サッカーは無数のディテール(詳細)であふれている。サッカージャーナリスト大住良之による、重箱の隅をつつくような、「超マ…

 サッカーは無数のディテール(詳細)であふれている。サッカージャーナリスト大住良之による、重箱の隅をつつくような、「超マニアックコラム」。今回は、忙しかった正月の記憶。

■7回目の「元日開催」

 年末の訪れとともに寒波がやってきた。12月26日、東京は朝から北西の風が強く、昼過ぎから気温が急速に下がって夕方には5度を切った。まさに「身を切るような寒さ」だった。そして日本海側から関東北部の山間部にかけて急激に雪が積もり、群馬県の関越自動車道ではトラックのスリップをきっかけに67台もの車が追突するという大事故まで発生した。

 その寒さの中、思い出したのが、私が『サッカー・マガジン』の編集スタッフになって2年、1975年の1月の寒さだった。

『サッカー・マガジン』にとって、この正月はなかなかの忙しさだった。元日には東京の国立競技場で恒例(といっても7回目だった)の天皇杯決勝があった。「ヤンマーディーゼル(現在のセレッソ大阪)×永大産業」というフレッシュな顔合わせとなったが、1-1で迎えた後半22分、吉村ネルソンからパスを受けた釜本邦茂がゴール右の角度のないところからGKの頭上を破る豪快なシュートを決め、ヤンマーが2回目の優勝、そして日本サッカーリーグ(JSL)との2冠に導いた。

 高校選手権は1月3日に開幕するのだが、当時はまだ関西で開催されており、その担当は毎年京都出身の先輩ということになっていた。だから私はこたつに入ってテレビで試合を見るだけだった。

■「皇帝がやって来る!」

 ところが、この年の正月にはとんでもないビッグイベントが待ち構えていた。「こたつで高校サッカー」どころではない。バイエルン・ミュンヘンの来日である。前年の1974年ワールドカップで優勝した西ドイツ代表チームの中核選手たちが所属するクラブ。中でも西ドイツ代表の主将であり、「皇帝」のニックネームをほしいままにしたフランツ・ベッケンバウアーは、オランダのヨハン・クライフと並んで当時世界最高の選手だった。

 ベッケンバウアーだけではない。ワールドカップ決勝戦で決勝ゴールを挙げ、その晩に西ドイツ代表からの引退を宣言したゲルト・ミュラー、世界一のGKゼップ・マイアーなど、バイエルンは信じ難いほどのスターぞろいだった。
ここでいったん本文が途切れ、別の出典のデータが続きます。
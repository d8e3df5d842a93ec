//! Database operations for per-folder one-time passwords.

use rusqlite::{params, OptionalExtension};

use crate::storage::db::DbConnection;

/// A pending or settled OTP row.
#[derive(Debug, Clone)]
pub struct OtpRecord {
    pub id: i64,
    pub folder_id: i64,
    pub user_id: i64,
    pub code: String,
    pub created_at: String,
    pub expires_at: String,
    pub status: String,
}

fn parse_otp(row: &rusqlite::Row<'_>) -> rusqlite::Result<OtpRecord> {
    Ok(OtpRecord {
        id: row.get(0)?,
        folder_id: row.get(1)?,
        user_id: row.get(2)?,
        code: row.get(3)?,
        created_at: row.get(4)?,
        expires_at: row.get(5)?,
        status: row.get(6)?,
    })
}

/// Store a freshly issued code after revoking any still-pending one for
/// the same folder and user. At most one pending code per pair.
pub fn insert_otp(
    conn: &DbConnection,
    folder_id: i64,
    user_id: i64,
    code: &str,
    now: &str,
    expires_at: &str,
) -> rusqlite::Result<i64> {
    conn.execute(
        "UPDATE folder_otps SET status = 'revoked'
         WHERE folder_id = ?1 AND user_id = ?2 AND status = 'pending'",
        params![folder_id, user_id],
    )?;
    conn.execute(
        "INSERT INTO folder_otps (folder_id, user_id, code, created_at, expires_at)
         VALUES (?1, ?2, ?3, ?4, ?5)",
        params![folder_id, user_id, code, now, expires_at],
    )?;
    Ok(conn.last_insert_rowid())
}

/// The single pending code for this folder/user pair, if any.
pub fn get_pending_otp(
    conn: &DbConnection,
    folder_id: i64,
    user_id: i64,
) -> rusqlite::Result<Option<OtpRecord>> {
    conn.query_row(
        "SELECT id, folder_id, user_id, code, created_at, expires_at, status
         FROM folder_otps
         WHERE folder_id = ?1 AND user_id = ?2 AND status = 'pending'
         ORDER BY id DESC LIMIT 1",
        params![folder_id, user_id],
        parse_otp,
    )
    .optional()
}

pub fn mark_otp_used(conn: &DbConnection, otp_id: i64) -> rusqlite::Result<()> {
    conn.execute(
        "UPDATE folder_otps SET status = 'used' WHERE id = ?1",
        params![otp_id],
    )?;
    Ok(())
}

pub fn mark_otp_expired(conn: &DbConnection, otp_id: i64) -> rusqlite::Result<()> {
    conn.execute(
        "UPDATE folder_otps SET status = 'expired' WHERE id = ?1",
        params![otp_id],
    )?;
    Ok(())
}

/// Revoke a code outright, used when the attempt budget runs out.
pub fn mark_otp_revoked(conn: &DbConnection, otp_id: i64) -> rusqlite::Result<()> {
    conn.execute(
        "UPDATE folder_otps SET status = 'revoked' WHERE id = ?1",
        params![otp_id],
    )?;
    Ok(())
}

/// Drop settled rows and flip long-expired pending ones. Keeps the table
/// from growing without bound between verifications.
pub fn purge_stale_otps(conn: &DbConnection, now: &str) -> rusqlite::Result<usize> {
    conn.execute(
        "UPDATE folder_otps SET status = 'expired'
         WHERE status = 'pending' AND expires_at < ?1",
        params![now],
    )?;
    let removed = conn.execute(
        "DELETE FROM folder_otps WHERE status IN ('used', 'expired', 'revoked')",
        [],
    )?;
    Ok(removed)
}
 後に世界的なスーパースターとなるカールハインツ・ルンメニゲはこのとき19歳。バイエルンではほとんど1軍の試合に出場した経験はなかったが、スピードがあるのを買われ、将来性を期待されてこの遠征に連れてこられていた。日本に向けて出発しようとしたミュンヘン空港で、そのルンメニゲがベテラン選手から「お前、誰?」と聞かれたという話も伝わっていた。

■費用は「現在の1億円」相当

 バイエルンは1月4日朝に羽田空港に降り立つと、寒風をついてその夕刻に代々木公園内の「織田フィールド」で汗を流し、翌5日とその2日後の7日に国立競技場で日本代表と2試合をこなすと、その晩にミュンヘンに向かって飛び去った。試合はいずれも1-0でバイエルンの勝利だった。この2試合でバイエルンに支払われたギャラは、『サッカー・マガジン』3月号で牛木素吉郎さんが書いた記事によれば3000万円だったという。現在の価値に直して1億円ほどだっただろうか。
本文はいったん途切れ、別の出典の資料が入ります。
//! The gate evaluator: a pure decision function over a link and its folder.
//!
//! Every access path (deep link, secret codeword) funnels through
//! [`evaluate`], which inspects only the values handed to it. No I/O
//! happens here; callers load the records and act on the decision.

use chrono::{DateTime, Utc};

use crate::storage::folders::FolderRecord;
use crate::storage::links::LinkRecord;

/// Outcome of a gate check, in strict precedence order. When several
/// conditions hold at once the earliest variant wins: a revoked link
/// reports `Revoked` even if it has also expired.
#[derive(Debug, Clone, PartialEq, Eq)]
pub enum GateDecision {
    /// Token unknown, or the link points at a folder that no longer exists.
    Invalid,
    /// The link was revoked; terminal, nothing un-revokes it.
    Revoked,
    /// Single-use link already claimed by a different requester.
    RedeemedByOther,
    /// The link's expiry timestamp is in the past.
    Expired,
    /// Folder has a password the requester has not presented this session.
    PasswordRequired,
    /// Folder requires a one-time password the requester has not cleared.
    OtpRequired,
    Allow,
}

/// What the requester has already proven in this session.
#[derive(Debug, Clone, Copy, Default)]
pub struct SessionProof {
    pub password_verified: bool,
    pub otp_verified: bool,
}

/// Evaluate link-based access for `requester` at instant `now`.
pub fn evaluate(
    link: Option<&LinkRecord>,
    folder: Option<&FolderRecord>,
    requester: i64,
    now: DateTime<Utc>,
    proof: SessionProof,
) -> GateDecision {
    let link = match link {
        Some(l) => l,
        None => return GateDecision::Invalid,
    };
    let folder = match folder {
        Some(f) => f,
        None => return GateDecision::Invalid,
    };

    if link.revoked {
        return GateDecision::Revoked;
    }

    if link.single_use {
        if let Some(claimant) = link.used_by {
            if claimant != requester {
                return GateDecision::RedeemedByOther;
            }
        }
    }

    if let Some(expiry) = &link.expiry {
        if is_expired(expiry, now) {
            return GateDecision::Expired;
        }
    }

    folder_gates(folder, proof)
}

/// Evaluate codeword-based access to a secret folder. There is no link, so
/// revocation, redemption and expiry do not apply; the folder's own gates
/// still do.
pub fn evaluate_secret(folder: &FolderRecord, proof: SessionProof) -> GateDecision {
    folder_gates(folder, proof)
}

fn folder_gates(folder: &FolderRecord, proof: SessionProof) -> GateDecision {
    if folder.password.is_some() && !proof.password_verified {
        return GateDecision::PasswordRequired;
    }
    if folder.otp_required && !proof.otp_verified {
        return GateDecision::OtpRequired;
    }
    GateDecision::Allow
}

/// Strict comparison: a link is expired only once `now` is past the
/// stored instant, so an access at exactly the expiry moment still passes.
fn is_expired(expiry: &str, now: DateTime<Utc>) -> bool {
    match DateTime::parse_from_rfc3339(expiry) {
        Ok(ts) => now > ts.with_timezone(&Utc),
        Err(_) => {
            log::warn!("Unparseable link expiry '{}', treating as expired", expiry);
            true
        }
    }
}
 そして『サッカー・マガジン』は、あろうことか、この2試合の速報を、1月13日発売の「2月号」に巻頭カラーから全30ページを割いて大特集したのである。通常の年であれば、元日の天皇杯決勝を速報するのが精いっぱいだった。当時の正月は3日までまったく仕事は始まらない。その中で元日の夜にカラーフィルム現像所に特別出勤してもらい、2日と3日で編集作業をして入稿し、4日に仕事を始める印刷所に入稿して、発売日にぎりぎり間に合うという日程だった。それを7日の試合まで入れるというのである。印刷所も大変だっただろうが、編集部もフル稼働だった。
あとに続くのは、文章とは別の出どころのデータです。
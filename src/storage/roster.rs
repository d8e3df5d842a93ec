//! Database operations for admins and subscribers.

use rusqlite::{params, OptionalExtension};

use crate::storage::db::DbConnection;

#[derive(Debug, Clone)]
pub struct SubscriberRecord {
    pub user_id: i64,
    pub username: Option<String>,
    pub first_name: Option<String>,
    pub banned: bool,
}

pub fn is_admin(conn: &DbConnection, user_id: i64) -> rusqlite::Result<bool> {
    let found: Option<i64> = conn
        .query_row(
            "SELECT 1 FROM admins WHERE user_id = ?1",
            params![user_id],
            |row| row.get(0),
        )
        .optional()?;
    Ok(found.is_some())
}

pub fn is_super_admin(conn: &DbConnection, user_id: i64) -> rusqlite::Result<bool> {
    let found: Option<i64> = conn
        .query_row(
            "SELECT 1 FROM admins WHERE user_id = ?1 AND is_super_admin = 1",
            params![user_id],
            |row| row.get(0),
        )
        .optional()?;
    Ok(found.is_some())
}

pub fn add_admin(
    conn: &DbConnection,
    user_id: i64,
    username: Option<&str>,
    added_by: i64,
    now: &str,
) -> rusqlite::Result<bool> {
    let changed = conn.execute(
        "INSERT OR IGNORE INTO admins (user_id, username, added_by, added_at)
         VALUES (?1, ?2, ?3, ?4)",
        params![user_id, username, added_by, now],
    )?;
    Ok(changed > 0)
}

pub fn remove_admin(conn: &DbConnection, user_id: i64) -> rusqlite::Result<bool> {
    let changed = conn.execute(
        "DELETE FROM admins WHERE user_id = ?1 AND is_super_admin = 0",
        params![user_id],
    )?;
    Ok(changed > 0)
}

pub fn is_banned(conn: &DbConnection, user_id: i64) -> rusqlite::Result<bool> {
    let found: Option<i64> = conn
        .query_row(
            "SELECT 1 FROM subscribers WHERE user_id = ?1 AND banned = 1",
            params![user_id],
            |row| row.get(0),
        )
        .optional()?;
    Ok(found.is_some())
}

/// A ban keeps a user out unless they are also an admin; admins can
/// always reach the bot.
pub fn is_blocked(conn: &DbConnection, user_id: i64) -> rusqlite::Result<bool> {
    Ok(is_banned(conn, user_id)? && !is_admin(conn, user_id)?)
}

pub fn set_banned(
    conn: &DbConnection,
    user_id: i64,
    banned: bool,
    reason: Option<&str>,
) -> rusqlite::Result<bool> {
    let changed = conn.execute(
        "UPDATE subscribers SET banned = ?1, ban_reason = ?2 WHERE user_id = ?3",
        params![banned as i64, reason, user_id],
    )?;
    Ok(changed > 0)
}

/// Upsert a subscriber row and refresh `last_active`. Every inbound update
/// routes through this so the broadcast roster stays current.
pub fn track_subscriber(
    conn: &DbConnection,
    user_id: i64,
    username: Option<&str>,
    first_name: Option<&str>,
    now: &str,
) -> rusqlite::Result<()> {
    conn.execute(
        "INSERT INTO subscribers (user_id, username, first_name, subscribed_at, last_active)
         VALUES (?1, ?2, ?3, ?4, ?4)
         ON CONFLICT(user_id) DO UPDATE SET
             username = excluded.username,
             first_name = excluded.first_name,
             last_active = excluded.last_active",
        params![user_id, username, first_name, now],
    )?;
    Ok(())
}

/// All non-banned subscribers, for broadcasts and the daily quote.
pub fn active_subscribers(conn: &DbConnection) -> rusqlite::Result<Vec<SubscriberRecord>> {
    let mut stmt = conn.prepare(
        "SELECT user_id, username, first_name, banned FROM subscribers WHERE banned = 0",
    )?;
    let rows = stmt.query_map([], |row| {
        Ok(SubscriberRecord {
            user_id: row.get(0)?,
            username: row.get(1)?,
            first_name: row.get(2)?,
            banned: row.get::<_, i64>(3)? != 0,
        })
    })?;

    let mut subs = Vec::new();
    for row in rows {
        subs.push(row?);
    }
    Ok(subs)
}
//! Telegram transport: bot setup, dispatcher schema, the production
//! content sender and admin notifications.

pub mod bot;
pub mod handlers;
pub mod notifications;
pub mod sender;

pub use bot::{create_bot, setup_bot_commands, Command};
pub use handlers::{schema, HandlerDeps, HandlerError};
pub use sender::BotSender;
 ベッケンバウアーの「独占インタビュー」も敢行した。1月5日、第1戦の後の夕刻、宿舎の東京プリンスホテルに部屋を借りてのインタビューである。ベッケンバウアーから許されたのはわずか30分間。通訳をしているヒマなどないから、『サッカー・マガジン』でドイツ語の翻訳をしてくれていた東田龍男さんに質問項目を渡し、矢継ぎ早に質問して答えてもらうという形をとって4ページの記事をつくった。

■ベッケンバウアー < アイドル

 私は企画担当者としてその場に同席し、インタビューが終わった後、ベッケンバウアーにお礼として大きな日本人形を贈る役割だった。東田さんや他のスタッフはインタビュー後にその場でベッケンバウアーにサインをもらっていた。私といえば、大のサッカーファンながら、『サッカー・マガジン』で仕事を始めた21歳のときから「サッカー選手からはサインをもらわない」という主義を貫いており、このときも握手したり、英語で短い会話はしたものの、それだけだった。

 ところが…。このインタビューが終わって部屋を撤収し、階下に降りようとエレベーターに乗ると、そこに小さな帽子を被った若い女の子が乗っていたのである。当時、人気絶頂の香港人(ということは英国国籍)アイドル、アグネス・チャンだった。私は思わず脇にかかえていた取材ノートの最終ページを出し、サインをねだっていたのであった。